Nous assistons, depuis quelques années, de façon assez évidente, à une relative stagnation de la température globale.
Cela a été évoqué plusieurs fois dans ce blog.
Dans ce contexte, il peut être intéressant de parler de cet article de Swanson et Tsonis:
Has the climate recently shifted? paru dans GRL.
On lira également, par les mêmes (plus quelques autres) :
The pacemaker of major climate shifts et A new dynamical mechanism for major climat shifts
Dans cet article, les auteurs analysent quatre modes ou indices climatiques ( ENSO PDO NAO NPI ) par une méthode statistique relativement pointue et plutôt ardue à comprendre pour des non-initiés.
Ils détectent, par cette méthode, des phénomènes de synchronisation et de couplage entre les différents modes.(Les définitions de la synchronisation et du couplage sont données dans l'article.

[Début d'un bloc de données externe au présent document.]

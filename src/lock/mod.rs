//! Per-key asynchronous reader/writer lock with writer preference.
//!
//! Any number of readers may hold a key together; a writer holds it alone.
//! When a key is released, queued writers are served before queued readers,
//! and a reader that arrives while a writer is queued waits behind it, so a
//! steady stream of readers cannot starve writers.
//!
//! Grants are delivered to waiters as guards through a oneshot channel. If
//! the waiting future was dropped, the send fails and the grant is rolled back
//! under the table lock; a guard that was delivered but never observed is
//! released when the channel drops it. Locks never time out: callers must not
//! take a second key while holding the first.

use std::collections::{HashMap, VecDeque};
use std::sync::{Arc, Mutex, MutexGuard};

use tokio::sync::oneshot;

#[derive(Default)]
struct LockEntry {
    readers: usize,
    writer: bool,
    waiting_writers: VecDeque<oneshot::Sender<WriteGuard>>,
    waiting_readers: VecDeque<oneshot::Sender<ReadGuard>>,
}

impl LockEntry {
    fn is_idle(&self) -> bool {
        self.readers == 0
            && !self.writer
            && self.waiting_writers.is_empty()
            && self.waiting_readers.is_empty()
    }
}

#[derive(Default)]
struct LockTable {
    entries: Mutex<HashMap<String, LockEntry>>,
}

impl LockTable {
    fn entries(&self) -> MutexGuard<'_, HashMap<String, LockEntry>> {
        self.entries
            .lock()
            .unwrap_or_else(|poisoned| poisoned.into_inner())
    }
}

/// Shared guard for a key; releases on drop.
#[must_use = "the read lock is released as soon as the guard is dropped"]
pub struct ReadGuard {
    table: Arc<LockTable>,
    key: String,
    armed: bool,
}

/// Exclusive guard for a key; releases on drop.
#[must_use = "the write lock is released as soon as the guard is dropped"]
pub struct WriteGuard {
    table: Arc<LockTable>,
    key: String,
    armed: bool,
}

impl ReadGuard {
    pub fn key(&self) -> &str {
        &self.key
    }
}

impl WriteGuard {
    pub fn key(&self) -> &str {
        &self.key
    }
}

impl std::fmt::Debug for ReadGuard {
    fn fmt(&self, f: &mut std::fmt::Formatter<'_>) -> std::fmt::Result {
        f.debug_struct("ReadGuard").field("key", &self.key).finish()
    }
}

impl std::fmt::Debug for WriteGuard {
    fn fmt(&self, f: &mut std::fmt::Formatter<'_>) -> std::fmt::Result {
        f.debug_struct("WriteGuard").field("key", &self.key).finish()
    }
}

impl Drop for ReadGuard {
    fn drop(&mut self) {
        if !self.armed {
            return;
        }
        let table = self.table.clone();
        let mut entries = table.entries();
        if let Some(entry) = entries.get_mut(&self.key) {
            entry.readers = entry.readers.saturating_sub(1);
            tracing::trace!(key = %self.key, readers = entry.readers, "read lock released");
            wake(&table, entry, &self.key);
            if entry.is_idle() {
                entries.remove(&self.key);
            }
        }
    }
}

impl Drop for WriteGuard {
    fn drop(&mut self) {
        if !self.armed {
            return;
        }
        let table = self.table.clone();
        let mut entries = table.entries();
        if let Some(entry) = entries.get_mut(&self.key) {
            entry.writer = false;
            tracing::trace!(key = %self.key, "write lock released");
            wake(&table, entry, &self.key);
            if entry.is_idle() {
                entries.remove(&self.key);
            }
        }
    }
}

/// Hand the key to the next waiters. Must be called with the table locked.
fn wake(table: &Arc<LockTable>, entry: &mut LockEntry, key: &str) {
    if entry.writer {
        return;
    }
    if entry.readers == 0 {
        while let Some(tx) = entry.waiting_writers.pop_front() {
            entry.writer = true;
            let guard = WriteGuard {
                table: table.clone(),
                key: key.to_string(),
                armed: true,
            };
            match tx.send(guard) {
                Ok(()) => {
                    tracing::trace!(key, "write lock granted to waiter");
                    return;
                }
                Err(mut guard) => {
                    // Waiter went away before the grant.
                    guard.armed = false;
                    entry.writer = false;
                }
            }
        }
    } else if !entry.waiting_writers.is_empty() {
        return;
    }

    while let Some(tx) = entry.waiting_readers.pop_front() {
        entry.readers += 1;
        let guard = ReadGuard {
            table: table.clone(),
            key: key.to_string(),
            armed: true,
        };
        if let Err(mut guard) = tx.send(guard) {
            guard.armed = false;
            entry.readers -= 1;
        }
    }
}

/// Keyed reader/writer lock. Cheap to clone; clones share the key table.
#[derive(Clone, Default)]
pub struct FairLock {
    table: Arc<LockTable>,
}

impl std::fmt::Debug for FairLock {
    fn fmt(&self, f: &mut std::fmt::Formatter<'_>) -> std::fmt::Result {
        f.debug_struct("FairLock")
            .field("tracked_keys", &self.table.entries().len())
            .finish()
    }
}

impl FairLock {
    pub fn new() -> Self {
        Self::default()
    }

    /// Acquire a shared lock on `key`, waiting behind any active or queued writer.
    pub async fn read(&self, key: impl Into<String>) -> ReadGuard {
        let key = key.into();
        loop {
            let rx = {
                let mut entries = self.table.entries();
                let entry = entries.entry(key.clone()).or_default();
                if !entry.writer && entry.waiting_writers.is_empty() {
                    entry.readers += 1;
                    return ReadGuard {
                        table: self.table.clone(),
                        key,
                        armed: true,
                    };
                }
                let (tx, rx) = oneshot::channel();
                entry.waiting_readers.push_back(tx);
                rx
            };
            if let Ok(guard) = rx.await {
                return guard;
            }
        }
    }

    /// Acquire an exclusive lock on `key`.
    pub async fn write(&self, key: impl Into<String>) -> WriteGuard {
        let key = key.into();
        loop {
            let rx = {
                let mut entries = self.table.entries();
                let entry = entries.entry(key.clone()).or_default();
                if !entry.writer && entry.readers == 0 && entry.waiting_writers.is_empty() {
                    entry.writer = true;
                    return WriteGuard {
                        table: self.table.clone(),
                        key,
                        armed: true,
                    };
                }
                let (tx, rx) = oneshot::channel();
                entry.waiting_writers.push_back(tx);
                rx
            };
            if let Ok(guard) = rx.await {
                return guard;
            }
        }
    }

    /// Whether the table currently holds an entry for `key`.
    pub fn is_tracked(&self, key: &str) -> bool {
        self.table.entries().contains_key(key)
    }

    /// Number of keys with holders or waiters.
    pub fn tracked_keys(&self) -> usize {
        self.table.entries().len()
    }
}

La synchronisation est dérivée de la « cross-correlation » entre les différentes paires de signaux.)
Lorsque ces modes sont synchronisés, leur couplage se renforce et finit par détruire la synchronisation, faisant basculer le climat dans un nouvel état.
La figure 1 de leur étude, reproduite ci-dessous, permet d'illustrer ces phénomènes.
En haut, la synchronisation, au milieu, le couplage, en bas, la courbe d'évolution de la température globale avec des tendances linéaires.
On notera l'importance du "shift" entre 1930 et 1950 par rapport aux "shifts" plus récents.
Ce que l'on peut en penser
Il semble qu'il s'agisse avant tout de détecter ce qui peut faire sembler basculer le climat d'un état à un autre.
La synchronisation des oscillations climatiques semble être ce qui déclenche les basculements.
Les auteurs prennent cependant bien soin de dire que ces phénomènes se superposent à un signal long terme vraisemblablement anthropique.
Ceci dit, ce n'est qu'une supposition, et, de là, en partant de leur étude, à bâtir une théorie du réchauffement basée uniquement sur la variabilité climatique, il n'y a qu'un pas que les sceptiques ne se sont pas abstenus de franchir, comme on s'en doute.
Les auteurs indiquent que la croissance monotone du forçage anthropique ne permet pas d'expliquer ce qu'ils voient comme des changements d'état du climat.
Mais, comme il a déjà été montré sur ce blog, l'estimation des forçages naturels et anthropiques, appliqués à un « modèle » simplifié ne donne pas une courbe d'évolution de la température aussi monotone que cela.
Bien sûr la critique de cette reconstruction, basée sur des estimations, sur un modèle certainement trop simple, et sur une sensibilité climatique préétablie est tout à fait recevable.
En faisant l'hypothèse que la reconstruction est correcte, l'examen de l'écart entre les observations et une reconstruction basée uniquement sur les forçages externes, montre, que l'amplitude maximale des oscillations, ou des changements d'état du système, est de l'ordre de 0.25°C.
Sur la période récente cette amplitude maximale est de l'ordre de 0.15°C.
On retrouve un peu, ce qui est normal, le shift détecté par Tsonis et Swanson au début des années 2000 (Swanson et Tsonis parlent de 2001-2002).
Notons que la prise en compte de l'ENSO, rend l'écart, depuis 1980, plutôt plat:
Le traitement statistique des oscillations climatiques n'est pas récent.
Il semble, malgré tout, que les études de Tsonis et Swanson soient plutôt sérieusement menées, bien que nous n'ayons pas ici les moyens de vérifier la validité des corrélations, synchronisation et autres couplages.
Les auteurs abordent, dans un de leurs articles, la simulation des oscillations par les modèles.
Mais si cette simulation dépend d'une paramétrisation basée sur des observations, son indépendance par rapport à ces dernières n'est pas évidente et l'utilisation des modèles pour détecter la réalité et expliquer les mécanismes des synchronisations et couplages, semble avoir encore une bonne marge de progression.
Particulièrement en ce qui concerne le lien NAO-ENSO même si l'explication des liens PDO, NPO, ENSO, est peut-être plus facile.
Ce qui apparaît de la petite simulation que nous avons réalisée, est que le changement d'état détecté par Tsonis et Swanson, en 2001-2002, semble, en grande partie, justifié par une phase ENSO plus froide.
L'étude de T et S ne dit pas combien de temps peut durer cette phase froide, ni quelle sera son amplitude.
Il est dit qu'elle peut durer quelques décennies...étant donné ce qui s'est déjà passé...On ne sait pas, en fait.
Un des points peut-être assez étrange de la conclusion de T et S est que, la sensibilité du climat aux oscillations internes semblant assez grande, elle pourrait être plus grande que prévue aux forçages externes comme les forçages anthropique, solaire et volcanique, par exemple.
Dommage qu'ils n'aient pas développé ce point qui semble loin d'être évident.